Por Redação, com RFI – de Paris
Estudar na França agora custará bem mais caro para os estudantes de fora da União Europeia. Um decreto publicado pelo Ministério da Educação Superior francês na quarta-feira determina que o preço das mensalidades a partir do próximo ano letivo será bastante superior para a maioria dos universitários não europeus.

A alta impressiona: chegará a 2.895 euros por ano para um curso de graduação, quase 17 vezes mais do que o valor cobrado atualmente, de 178 euros. Nos cursos de mestrado, os valores passarão de 254 para 3.941 euros.
A mudança faz parte de um novo plano do governo francês, chamado “Choose France for Higher Education”, anunciado em 20 de abril.

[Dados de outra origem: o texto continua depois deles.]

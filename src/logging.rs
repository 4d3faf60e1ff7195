use tracing_subscriber::EnvFilter;
use tracing_subscriber::filter::ParseError;

use crate::config::RunConfig;

#[derive(Debug, thiserror::Error)]
pub enum LoggingError {
    #[error("invalid log filter '{value}'")]
    Filter {
        value: String,
        #[source]
        source: ParseError,
    },
    #[error("logging already initialised: {0}")]
    Subscriber(Box<dyn std::error::Error + Send + Sync>),
}

/// Installs the global fmt subscriber. `RUST_LOG` overrides `filter`.
pub fn init(filter: &str) -> Result<(), LoggingError> {
    let env_filter = match EnvFilter::try_from_default_env() {
        Ok(env) => env,
        Err(_) => EnvFilter::try_new(filter).map_err(|source| LoggingError::Filter {
            value: filter.to_string(),
            source,
        })?,
    };

    tracing_subscriber::fmt()
        .with_env_filter(env_filter)
        .with_target(false)
        .compact()
        .with_ansi(false)
        .try_init()
        .map_err(LoggingError::Subscriber)
}

pub fn init_from_config(config: &RunConfig) -> Result<(), LoggingError> {
    init(&config.log_filter)
}

#[cfg(test)]
#[path = "../tests/src_inline/logging.rs"]
mod tests;
use std::path::Path;

use serde_json::Value;
use tracing::info;

use crate::error::ConfigError;
use crate::model::normalize_spec::{NormalizeSpec, Step, Tier};
use crate::model::profile::{CombinationMode, FactorSpec, MetricSpec, ScoringProfile};
use crate::profiles::ProfileCatalog;
use crate::profiles::defs::{CurveDef, FactorDef, MetricDef, ProfileDef, builtin_profiles};

/// The stakeholder profiles shipped with the crate.
pub fn builtin_catalog() -> Result<ProfileCatalog, ConfigError> {
    let profiles = builtin_profiles()
        .iter()
        .map(build_profile)
        .collect::<Result<Vec<_>, _>>()?;
    ProfileCatalog::new(profiles)
}

/// Parses a catalog from JSON: either a bare array of profiles or an object
/// with a `profiles` array.
pub fn load_catalog_str(json: &str) -> Result<ProfileCatalog, ConfigError> {
    let doc: Value = serde_json::from_str(json)?;
    let list = match doc {
        Value::Object(mut map) => map.remove("profiles").unwrap_or(Value::Null),
        other => other,
    };
    let profiles: Vec<ScoringProfile> = serde_json::from_value(list)?;
    let catalog = ProfileCatalog::new(profiles)?;
    info!(
        profiles = catalog.len(),
        ids = ?catalog.ids(),
        "profile catalog loaded"
    );
    Ok(catalog)
}

pub fn load_catalog_path(path: &Path) -> Result<ProfileCatalog, ConfigError> {
    let text = std::fs::read_to_string(path)
        .map_err(|e| ConfigError::from(e).within(path.display().to_string()))?;
    load_catalog_str(&text).map_err(|e| e.within(path.display().to_string()))
}

fn build_profile(def: &ProfileDef) -> Result<ScoringProfile, ConfigError> {
    let factors = def
        .factors
        .iter()
        .map(build_factor)
        .collect::<Result<Vec<_>, _>>()
        .map_err(|e| e.within(format!("profile '{}'", def.id)))?;
    ScoringProfile::new(def.id, def.label, factors, CombinationMode::Multiplicative)
}

fn build_factor(def: &FactorDef) -> Result<FactorSpec, ConfigError> {
    let metrics = def
        .metrics
        .iter()
        .map(build_metric)
        .collect::<Result<Vec<_>, _>>()
        .map_err(|e| e.within(format!("factor '{}'", def.name)))?;
    FactorSpec::new(def.name, metrics, def.floor, None)
}

fn build_metric(def: &MetricDef) -> Result<MetricSpec, ConfigError> {
    MetricSpec::new(def.metric, def.weight, build_curve(def.curve)?, def.default)
}

fn build_curve(curve: CurveDef) -> Result<NormalizeSpec, ConfigError> {
    Ok(match curve {
        CurveDef::Linear(max) => NormalizeSpec::Linear { max },
        CurveDef::Sqrt(max) => NormalizeSpec::Sqrt { max },
        CurveDef::Log(max) => NormalizeSpec::Log { max },
        CurveDef::Stepped(steps) => {
            NormalizeSpec::stepped(steps.iter().map(|&(t, v)| Step::new(t, v)).collect())?
        }
        CurveDef::Tiered(tiers) => NormalizeSpec::tiered(
            tiers
                .iter()
                .map(|&(min, max, base, slope)| Tier::new(min, max, base, slope))
                .collect(),
        )?,
        CurveDef::Score5 => NormalizeSpec::FiveScale,
    })
}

O ministro Philippe Baptiste indicou a sua intenção de aplicar mensalidades diferenciadas para estudantes de fora da União Europeia em universidades públicas francesas, uma medida que existe desde 2019, mas que vinha sendo ignorada até agora.
As universidades, que antes podiam conceder isenções de mensalidades a esses estudantes, terão sua margem de manobra reduzida gradualmente para 20% até setembro de 2028. Apenas os estudantes já matriculados em um curso de graduação poderão manter as tarifas atuais.
‘Alto potencial’
O governo defende a medida como uma questão de reequilíbrio financeiro, argumentando que o aumento das anuidades reforçaria o valor simbólico dos diplomas franceses e atrairia estudantes considerados de elevado potencial ou com recursos suficientes, seguindo um modelo semelhante ao de países anglo-saxões. “A França precisa de estudantes estrangeiros e deve continuar a se abrir, buscando ativamente os perfis de que mais necessita”, respondeu o ministro Philippe Baptiste em comunicado enviado à agência francesa de notícias Agence France-Presse (AFP).
Em contrapartida, a França promete facilitar a obtenção de vistos de trabalho após os estudos. Em conjunto com o ministro do Interior, Laurent Núñez, ele também lançou uma força-tarefa “relacionada ao combate à violação dos direitos dos estudantes internacionais que desejam permanecer na França após a conclusão dos estudos”. O objetivo é propor “soluções operacionais” para o início do ano letivo de 2026, “a fim de facilitar a vida dos estudantes internacionais que desejam seguir carreira na França”.
– Quando formamos excelentes estudantes internacionais e esses estudantes querem ficar e trabalhar na França, não podemos nos dar ao luxo de perdê-los porque, em alguns casos, não conseguimos conceder-lhes permissão para permanecer, ou o fizemos fora do prazo – enfatizou Baptiste.
A abordagem é financeiramente interessante para o governo, mas os sindicatos a consideram injusta e inconsistente. Um protesto promovido por uma coalizão de sindicatos ocorreu no último dia 12, e uma nova manifestação está marcada para 26 de maio, para pressionar o governo a recuar na medida.